John was out of town much of the time and when he came it was impossible for him to see much of the little German maiden, and this made Anna most unhappy. Deep in her heart she knew that what her father had described had come to her—she knew she loved; but it was all a mighty puzzle. Even if he loved her in return, of which she was by no means certain, he was not at all the sort of man, she thought, of whom her father would approve. Her father’s notions were the notions of the stiff old world. He had said that she must wait until he was a flute-player no longer and that when that glad time came, he would, himself, pick out for her the handsomest and bravest gentleman whom he could find and bring him to her, ready-made, to love. She knew he felt a great contempt for riches; she knew that his experience of America had far from prepossessed him in favor either of the country or the people in it. She was absolutely certain that the man whom he would choose for her would be a very different sort of person from John Vanderlyn. Handsome he was, for certain, strong he was, for sure; but he was not a German and she knew that when her father spoke of “gentlemen” he had in mind none but a well-bred, well-born German.

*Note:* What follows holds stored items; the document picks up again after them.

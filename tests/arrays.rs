use std::{error::Error, path::Path};

use test_utils::{check_run, Expected};

const SRC_PATH: &str = "./fixtures/arrays.cact";
const EXPECTED: Expected = Expected {
    stdout: "[1, 2, 3, 4]\n1\n4\n4\n10\n",
    stderr: "",
};

#[test]
fn run_arrays() -> Result<(), Box<dyn Error>> {
    check_run(Path::new(SRC_PATH), EXPECTED)
}
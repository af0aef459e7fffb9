use std::{error::Error, path::Path};

use test_utils::{check_run, check_run_vm, Expected};

const SRC_PATH: &str = "./fixtures/fib.cact";
const EXPECTED: Expected = Expected {
    stdout: "55\n",
    stderr: "",
};

#[test]
fn interpret_fib() -> Result<(), Box<dyn Error>> {
    check_run(Path::new(SRC_PATH), EXPECTED)
}

#[test]
fn run_fib_on_vm() -> Result<(), Box<dyn Error>> {
    check_run_vm(
        Path::new(SRC_PATH),
        Expected {
            stdout: "55\n",
            stderr: "",
        },
    )
}
//! Lowers a syntax tree to bytecode. Only the documented subset of the
//! language is supported here — struct/enum/contract/event/impl/method
//! calls/closures/lambdas stay tree-walk-only; this compiler returns a
//! `Diagnostic` rather than silently mishandling them.
pub mod scope;

use std::rc::Rc;

use crate::ast::expression::LogicalOp;
use crate::ast::{Expression, Program, Statement};
use crate::bytecode::OpCode;
use crate::diagnostic::Diagnostic;
use crate::value::{Callable, CompiledFunction, Value};
use scope::LocalScope;

pub struct Compiler {
    code: Vec<OpCode>,
    constants: Vec<Value>,
    locals: LocalScope,
    break_patches: Vec<Vec<usize>>,
    continue_patches: Vec<Vec<usize>>,
}

fn unsupported(what: &str) -> Diagnostic {
    Diagnostic::runtime(format!("bytecode backend does not support {what}"))
}
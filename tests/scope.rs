use std::{error::Error, path::Path};

use test_utils::{check_run, Expected};

const SRC_PATH: &str = "./fixtures/scope.cact";
const EXPECTED: Expected = Expected {
    stdout: "inner\nouter\nif-block\nouter\n",
    stderr: "",
};

#[test]
fn run_scope() -> Result<(), Box<dyn Error>> {
    check_run(Path::new(SRC_PATH), EXPECTED)
}
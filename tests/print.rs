use std::{error::Error, path::Path};

use test_utils::{check_run, Expected};

const SRC_PATH: &str = "./fixtures/print.cact";
const EXPECTED: Expected = Expected {
    stdout: "literal 42 true [1, 2]\n",
    stderr: "",
};

#[test]
fn run_print() -> Result<(), Box<dyn Error>> {
    check_run(Path::new(SRC_PATH), EXPECTED)
}
impl GripperDriver {
    pub fn new(session: Arc<dyn UiSession>) -> Self {
        Self { session }
    }

    // ---- sub-operations ----

    /// Select a task from the task list by its display name
    pub async fn select_task(&self, task_name: &str) -> bool {
        info!("Selecting task: {task_name}");

        let Some(container) = resolve_any(
            self.session.as_ref(),
            &locators::task_container(),
            WaitFor::Present,
            CONTAINER_TIMEOUT,
        )
        .await
        else {
            error!("Could not find task container");
            return false;
        };

        for locator in locators::task_entry(task_name) {
            match container.find(&locator).await {
                Ok(entry) => {
                    if click_robust(entry.as_ref()).await {
                        info!("Selected task: {task_name}");
                        return true;
                    }
                }
                Err(err) => {
                    debug!(%locator, "Task entry lookup failed: {err}");
                }
            }
        }

        error!("Could not find task: {task_name}");
        false
    }

    /// Click the execution (play) control in the sidebar
    pub async fn click_execution_button(&self) -> bool {
        info!("Clicking execution button");

        let Some(button) = resolve_any(
            self.session.as_ref(),
            &locators::execution_button(),
            WaitFor::Clickable,
            CONTAINER_TIMEOUT,
        )
        .await
        else {
            error!("Could not find execution button");
            return false;
        };

        if click_robust(button.as_ref()).await {
            info!("Execution button clicked");
            true
        } else {
            false
        }
    }

    /// Click CONFIRM in the execution dialog. Longer budget than the other
    /// lookups: the dialog has to render first.
    pub async fn click_confirm_button(&self) -> bool {
        info!("Clicking CONFIRM button");

        let Some(button) = resolve_any(
            self.session.as_ref(),
            &locators::confirm_button(),
            WaitFor::Clickable,
            CONFIRM_TIMEOUT,
        )
        .await
        else {
            error!("Could not find CONFIRM button");
            return false;
        };

        if click_robust(button.as_ref()).await {
            info!("Task execution confirmed");
            true
        } else {
            false
        }
    }

    /// Wait for the Ready status text to appear. Timeout is a `false`, not an
    /// escalated error, and every path reports explicitly.
    pub async fn wait_for_ready(&self) -> bool {
        info!("Waiting for Ready status");

        let resolved = resolve_any(
            self.session.as_ref(),
            slice::from_ref(&locators::ready_text()),
            WaitFor::Present,
            READY_TIMEOUT,
        )
        .await;

        if resolved.is_some() {
            info!("Robot is Ready");
            true
        } else {
            error!("Timed out waiting for Ready status");
            false
        }
    }

    /// Click the task icon in the timeline to open its configuration dialog
    pub async fn open_task_config(&self) -> bool {
        info!("Opening task configuration");

        let Some(icon) = resolve_any(
            self.session.as_ref(),
            &locators::task_icon(),
            WaitFor::Present,
            CONTAINER_TIMEOUT,
        )
        .await
        else {
            error!("Could not find task icon for configuration");
            return false;
        };

        if click_robust(icon.as_ref()).await {
            info!("Task icon clicked, configuration dialog should open");
            true
        } else {
            false
        }
    }

    /// Advance the configuration dialog via its Continue control.
    ///
    /// The control has no stable locator of its own; its visible text is the
    /// only reliable discriminator. Enumerate the buttons under the dialog
    /// footer and take the first displayed, enabled one whose text contains
    /// "continue" (case-insensitive). A per-button failure skips to the next
    /// candidate.
    pub async fn click_continue(&self) -> bool {
        info!("Looking for Continue button");

        let Some(container) = resolve_any(
            self.session.as_ref(),
            slice::from_ref(&locators::continue_container()),
            WaitFor::Present,
            CONTINUE_TIMEOUT,
        )
        .await
        else {
            error!("Could not find Continue button container");
            return false;
        };

        let buttons = match container.find_all(&locators::buttons()).await {
            Ok(buttons) => buttons,
            Err(err) => {
                error!("Could not enumerate buttons: {err}");
                return false;
            }
        };
        debug!("Found {} buttons in container", buttons.len());

        for (index, button) in buttons.iter().enumerate() {
            let text = match button.text().await {
                Ok(text) => text.trim().to_lowercase(),
                Err(err) => {
                    warn!("Error reading button {}: {err}", index + 1);
                    continue;
                }
            };

            if !text.contains("continue") {
                continue;
            }

            let displayed = button.is_displayed().await.unwrap_or(false);
            let enabled = button.is_enabled().await.unwrap_or(false);
            if !displayed || !enabled {
                warn!("Continue button not clickable (displayed: {displayed}, enabled: {enabled})");
                continue;
            }

            match button.click().await {
                Ok(()) => {
                    info!("Clicked Continue button");
                    return true;
                }
                Err(err) => {
                    warn!("Direct click on Continue failed: {err}");
                    match button.click_js().await {
                        Ok(()) => {
                            info!("Clicked Continue button via script");
                            return true;
                        }
                        Err(err) => {
                            error!("Script click on Continue failed: {err}");
                        }
                    }
                }
            }
        }

        error!("No Continue button found in container");
        false
    }

    /// Set the speed field. Range-checked before any UI interaction.
    pub async fn set_speed(&self, speed: u32) -> bool {
        if !params::validate_speed(speed) {
            return false;
        }
        info!("Setting speed to {speed}");
        self.set_field_value("speed", locators::speed_field(), speed)
            .await
    }

    /// Set the grasping-force field. The range is checked by the composite
    /// operation before the dialog is opened.
    pub async fn set_force(&self, force: u32) -> bool {
        info!("Setting grasping force to {force}");
        self.set_field_value("force", locators::force_field(), force)
            .await
    }

    /// Set the load field. Range checked by the composite operation.
    pub async fn set_load(&self, load: u32) -> bool {
        info!("Setting load to {load}");
        self.set_field_value("load", locators::load_field(), load)
            .await
    }

    /// Shared routine for the contenteditable slider readouts: focus with a
    /// click, select the current contents, type the decimal value, commit
    /// with Enter.
    async fn set_field_value(&self, field: &str, locator: Locator, value: u32) -> bool {
        let Some(element) = resolve_any(
            self.session.as_ref(),
            slice::from_ref(&locator),
            WaitFor::Present,
            FIELD_TIMEOUT,
        )
        .await
        else {
            error!("{field} field not found");
            return false;
        };

        if let Err(err) = element.click().await {
            error!("Could not focus {field} field: {err}");
            return false;
        }
        if let Err(err) = element.select_all().await {
            error!("Could not select {field} field contents: {err}");
            return false;
        }
        if let Err(err) = element.type_text(&value.to_string()).await {
            error!("Could not type {field} value: {err}");
            return false;
        }
        if let Err(err) = element.press_enter().await {
            error!("Could not commit {field} value: {err}");
            return false;
        }

        info!("{field} set to {value}");
        true
    }

    /// Poll until the current task has finished: Ready status text present
    /// and the execution control no longer in its stop state. Checked every
    /// 500ms up to `timeout`.
    pub async fn wait_for_completion(&self, timeout: Duration) -> bool {
        info!("Waiting for current task to complete");
        let start = Instant::now();

        loop {
            if self.task_finished().await {
                info!("Task completed, robot is ready for the next task");
                return true;
            }

            if start.elapsed() >= timeout {
                error!("Task did not complete within {}s", timeout.as_secs());
                return false;
            }

            tokio::time::sleep(POLL_INTERVAL).await;
        }
    }

    async fn task_finished(&self) -> bool {
        if self.session.find(&locators::ready_text()).await.is_err() {
            return false;
        }

        let Some(button) = resolve_any(
            self.session.as_ref(),
            &locators::execution_button(),
            WaitFor::Present,
            BUTTON_PROBE_TIMEOUT,
        )
        .await
        else {
            return false;
        };

        let classes = button.attr("class").await.ok().flatten().unwrap_or_default();
        let text = button
            .text()
            .await
            .map(|t| t.to_lowercase())
            .unwrap_or_default();

        !classes.contains("stop") && !text.contains("stop")
    }

    /// Best-effort wait for any in-flight task before a new operation. A
    /// timeout here is warned and ignored rather than stalling the caller;
    /// proceeding against possibly stale UI state is the accepted tradeoff.
    async fn settle_before_operation(&self) {
        if !self.wait_for_completion(PRE_WAIT_TIMEOUT).await {
            warn!("Previous task still running, proceeding anyway");
        }
    }

    // ---- composite operations ----

    /// Run the open task end to end
    pub async fn open_gripper(&self) -> bool {
        info!("Opening gripper");
        self.settle_before_operation().await;

        if !self.select_task(TASK_OPEN).await {
            return false;
        }
        if !self.click_execution_button().await {
            return false;
        }
        if !self.click_confirm_button().await {
            return false;
        }
        if !self.wait_for_completion(COMPLETION_TIMEOUT).await {
            return false;
        }

        info!("Gripper opened successfully");
        true
    }

    /// Run the close task end to end
    pub async fn close_gripper(&self) -> bool {
        info!("Closing gripper");
        self.settle_before_operation().await;

        if !self.select_task(TASK_CLOSE).await {
            return false;
        }
        if !self.click_execution_button().await {
            return false;
        }
        if !self.click_confirm_button().await {
            return false;
        }
        if !self.wait_for_completion(COMPLETION_TIMEOUT).await {
            return false;
        }

        info!("Gripper closed successfully");
        true
    }

    /// Configure the open task: one Continue past the width tab, set speed,
    /// one Continue to close the dialog
    pub async fn configure_open(&self, speed: u32) -> bool {
        info!("Configuring {TASK_OPEN} with speed={speed}");

        if !params::validate_speed(speed) {
            return false;
        }

        self.settle_before_operation().await;

        if !self.select_task(TASK_OPEN).await {
            return false;
        }
        if !self.open_task_config().await {
            return false;
        }
        if !self.click_continue().await {
            error!("Failed to advance past width tab");
            return false;
        }
        if !self.set_speed(speed).await {
            return false;
        }
        if !self.click_continue().await {
            error!("Failed to close configuration dialog");
            return false;
        }

        info!("{TASK_OPEN} configured (speed={speed})");
        true
    }

    /// Configure the close task: width tab is skipped, then speed, force and
    /// load are set, each followed by a Continue; the last one closes the
    /// dialog. All three ranges are validated before any UI interaction.
    pub async fn configure_close(&self, params: CloseParams) -> bool {
        info!(
            "Configuring {TASK_CLOSE} with speed={}, force={}, load={}",
            params.speed, params.force, params.load
        );

        if !params.validate() {
            return false;
        }

        self.settle_before_operation().await;

        if !self.select_task(TASK_CLOSE).await {
            return false;
        }
        if !self.open_task_config().await {
            return false;
        }

        debug!("Skipping gripper width tab");
        if !self.click_continue().await {
            error!("Failed to skip width tab");
            return false;
        }

        if !self.set_speed(params.speed).await {
            return false;
        }
        if !self.click_continue().await {
            error!("Failed to continue from speed tab");
            return false;
        }

        if !self.set_force(params.force).await {
            return false;
        }
        if !self.click_continue().await {
            error!("Failed to continue from force tab");
            return false;
        }

        if !self.set_load(params.load).await {
            return false;
        }
        if !self.click_continue().await {
            error!("Failed to close dialog from load tab");
            return false;
        }

        info!(
            "{TASK_CLOSE} configured (speed={}, force={}, load={})",
            params.speed, params.force, params.load
        );
        true
    }
}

It seemed to her, as she reflected on this matter, that she could not possibly endure to wed a German. She was, indeed, a little frightened by what her father had declaimed about her future and the matter of her courtship.
Then things happened, all at once, so suddenly that she could scarcely credit her own knowledge of them. One morning, coming in with Mrs. Vanderlyn from a long ride, she was informed that Herr Kreutzer had just been there with M’riar, and had left a note for her upon her dressing-table after having waited for a time. The note said that he had an unexpected holiday and begged her to come home, if possible, to spend it with him, and she was just coming out of Mrs. Vanderlyn’s boudoir, where she had gone to get permission, when she unexpectedly met John. He had come home without notice and ahead of time from one of his long journeys.

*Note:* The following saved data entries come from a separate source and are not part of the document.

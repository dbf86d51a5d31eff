//! Gripper parameter ranges and validation
//!
//! Values are validated before any UI interaction is attempted; an
//! out-of-range value is logged and reported as a plain `false`, matching the
//! boolean contract of every driver operation.

use std::ops::RangeInclusive;

use tracing::error;

pub const SPEED_RANGE: RangeInclusive<u32> = 10..=100;
pub const FORCE_RANGE: RangeInclusive<u32> = 20..=100;
pub const LOAD_RANGE: RangeInclusive<u32> = 10..=1000;

/// Default speed for the open task
pub const DEFAULT_OPEN_SPEED: u32 = 20;

/// Defaults for the close task's configuration dialog
pub const DEFAULT_CLOSE_SPEED: u32 = 50;
pub const DEFAULT_CLOSE_FORCE: u32 = 80;
pub const DEFAULT_CLOSE_LOAD: u32 = 400;

pub fn validate_speed(speed: u32) -> bool {
    if SPEED_RANGE.contains(&speed) {
        true
    } else {
        error!(
            "Speed {speed} out of range ({}-{})",
            SPEED_RANGE.start(),
            SPEED_RANGE.end()
        );
        false
    }
}

pub fn validate_force(force: u32) -> bool {
    if FORCE_RANGE.contains(&force) {
        true
    } else {
        error!(
            "Force {force} out of range ({}-{})",
            FORCE_RANGE.start(),
            FORCE_RANGE.end()
        );
        false
    }
}

pub fn validate_load(load: u32) -> bool {
    if LOAD_RANGE.contains(&load) {
        true
    } else {
        error!(
            "Load {load} out of range ({}-{})",
            LOAD_RANGE.start(),
            LOAD_RANGE.end()
        );
        false
    }
}

/// Parameters for the close task's configuration dialog
#[derive(Debug, Clone, Copy, PartialEq, Eq)]
pub struct CloseParams {
    pub speed: u32,
    pub force: u32,
    pub load: u32,
}

impl CloseParams {
    /// All three ranges, checked up front so a bad value fails fast before
    /// any UI interaction
    pub fn validate(&self) -> bool {
        validate_speed(self.speed) && validate_force(self.force) && validate_load(self.load)
    }
}

impl Default for CloseParams {
    fn default() -> Self {
        Self {
            speed: DEFAULT_CLOSE_SPEED,
            force: DEFAULT_CLOSE_FORCE,
            load: DEFAULT_CLOSE_LOAD,
        }
    }
}
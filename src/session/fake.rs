//! Scripted in-memory session for exercising the driver without a browser

use std::collections::HashMap;
use std::sync::Arc;

use async_trait::async_trait;
use parking_lot::Mutex;

use crate::locator::Locator;
use crate::session::{SessionError, SessionResult, UiElement, UiSession};

/// Fake session: locators are matched by equality against registered entries,
/// and every root lookup is recorded so tests can assert on attempt order.
pub(crate) struct FakeSession {
    entries: Mutex<Vec<(Locator, FakeElement)>>,
    lookups: Mutex<Vec<Locator>>,
}

impl FakeSession {
    pub fn new() -> Self {
        Self {
            entries: Mutex::new(Vec::new()),
            lookups: Mutex::new(Vec::new()),
        }
    }

    /// Register an element under a locator; returns a handle kept valid for
    /// later assertions on recorded interactions.
    pub fn register(&self, locator: Locator, element: FakeElement) -> FakeElement {
        self.entries.lock().push((locator, element.clone()));
        element
    }

    /// Every root-level lookup, in the order attempted
    pub fn lookups(&self) -> Vec<Locator> {
        self.lookups.lock().clone()
    }
}

#[async_trait]
impl UiSession for FakeSession {
    async fn find(&self, locator: &Locator) -> SessionResult<Box<dyn UiElement>> {
        self.lookups.lock().push(locator.clone());
        let entries = self.entries.lock();
        match entries.iter().find(|(l, _)| l == locator) {
            Some((_, element)) => Ok(Box::new(element.clone())),
            None => Err(SessionError::NotFound(locator.to_string())),
        }
    }
}

#[derive(Clone)]
pub(crate) struct FakeElement {
    inner: Arc<ElementState>,
}

struct ElementState {
    config: Mutex<ElementConfig>,
    stats: Mutex<ElementStats>,
}

struct ElementConfig {
    text: String,
    attrs: HashMap<String, String>,
    displayed: bool,
    enabled: bool,
    children: Vec<(Locator, FakeElement)>,
    direct_click_failures: usize,
    js_clicks_fail: bool,
}

#[derive(Default)]
struct ElementStats {
    direct_click_attempts: usize,
    js_click_attempts: usize,
    select_alls: usize,
    enters: usize,
    typed: Vec<String>,
}

impl FakeElement {
    pub fn new() -> Self {
        Self {
            inner: Arc::new(ElementState {
                config: Mutex::new(ElementConfig {
                    text: String::new(),
                    attrs: HashMap::new(),
                    displayed: true,
                    enabled: true,
                    children: Vec::new(),
                    direct_click_failures: 0,
                    js_clicks_fail: false,
                }),
                stats: Mutex::new(ElementStats::default()),
            }),
        }
    }

    pub fn with_text(self, text: impl Into<String>) -> Self {
        self.inner.config.lock().text = text.into();
        self
    }

    pub fn with_attr(self, name: impl Into<String>, value: impl Into<String>) -> Self {
        self.inner.config.lock().attrs.insert(name.into(), value.into());
        self
    }

    pub fn with_child(self, locator: Locator, child: FakeElement) -> Self {
        self.inner.config.lock().children.push((locator, child));
        self
    }

    pub fn hidden(self) -> Self {
        self.inner.config.lock().displayed = false;
        self
    }

    pub fn disabled(self) -> Self {
        self.inner.config.lock().enabled = false;
        self
    }

    /// The next `count` direct clicks fail as intercepted
    pub fn fail_direct_clicks(self, count: usize) -> Self {
        self.inner.config.lock().direct_click_failures = count;
        self
    }

    pub fn fail_js_clicks(self) -> Self {
        self.inner.config.lock().js_clicks_fail = true;
        self
    }

    pub fn direct_click_attempts(&self) -> usize {
        self.inner.stats.lock().direct_click_attempts
    }

    pub fn js_click_attempts(&self) -> usize {
        self.inner.stats.lock().js_click_attempts
    }

    pub fn clicked(&self) -> bool {
        let stats = self.inner.stats.lock();
        stats.direct_click_attempts > 0 || stats.js_click_attempts > 0
    }

    pub fn typed(&self) -> Vec<String> {
        self.inner.stats.lock().typed.clone()
    }

    pub fn select_alls(&self) -> usize {
        self.inner.stats.lock().select_alls
    }

    pub fn enters(&self) -> usize {
        self.inner.stats.lock().enters
    }
}

#[async_trait]
impl UiElement for FakeElement {
    async fn click(&self) -> SessionResult<()> {
        self.inner.stats.lock().direct_click_attempts += 1;
        let mut config = self.inner.config.lock();
        if config.direct_click_failures > 0 {
            config.direct_click_failures -= 1;
            return Err(SessionError::Interaction("click intercepted".into()));
        }
        Ok(())
    }

    async fn click_js(&self) -> SessionResult<()> {
        self.inner.stats.lock().js_click_attempts += 1;
        if self.inner.config.lock().js_clicks_fail {
            return Err(SessionError::Script("script click rejected".into()));
        }
        Ok(())
    }

    async fn text(&self) -> SessionResult<String> {
        Ok(self.inner.config.lock().text.clone())
    }

    async fn attr(&self, name: &str) -> SessionResult<Option<String>> {
        Ok(self.inner.config.lock().attrs.get(name).cloned())
    }

    async fn is_displayed(&self) -> SessionResult<bool> {
        Ok(self.inner.config.lock().displayed)
    }

    async fn is_enabled(&self) -> SessionResult<bool> {
        Ok(self.inner.config.lock().enabled)
    }

    async fn find(&self, locator: &Locator) -> SessionResult<Box<dyn UiElement>> {
        let config = self.inner.config.lock();
        match config.children.iter().find(|(l, _)| l == locator) {
            Some((_, child)) => Ok(Box::new(child.clone())),
            None => Err(SessionError::NotFound(locator.to_string())),
        }
    }

    async fn find_all(&self, locator: &Locator) -> SessionResult<Vec<Box<dyn UiElement>>> {
        let config = self.inner.config.lock();
        Ok(config
            .children
            .iter()
            .filter(|(l, _)| l == locator)
            .map(|(_, child)| Box::new(child.clone()) as Box<dyn UiElement>)
            .collect())
    }

    async fn select_all(&self) -> SessionResult<()> {
        self.inner.stats.lock().select_alls += 1;
        Ok(())
    }

    async fn type_text(&self, text: &str) -> SessionResult<()> {
        self.inner.stats.lock().typed.push(text.to_string());
        Ok(())
    }

    async fn press_enter(&self) -> SessionResult<()> {
        self.inner.stats.lock().enters += 1;
        Ok(())
    }
}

“Has she not come then, yet, my child?” said Kreutzer to the busy M’riar, as he returned. He had thought that Anna might have reached the tenement by that time, for he had gone out a second time and made a number of delightful, although meagre purchases.
“No signs,” said M’riar. “Yn’t see a sign of ’er. But hit cawn’t be long before she’ll be ’ere, can it?”
“No, M’riar; not long.”
The place was poorly furnished. Marks of poverty, indeed, were everywhere; but upon the little table with its oil-cloth cover, soon began to show, as he brought package after package from his pockets, an array of goodies which amazed M’riar greatly. From the little gas-pipe chandelier which hung above the table (fly-specked and badly rusted before M’riar’s busy hands had done their best to polish it, and still uncouth in its plain iron and sharp angles), he hung a little wreath of evergreen. Out of a package, with the utmost care, he produced a frosted cake.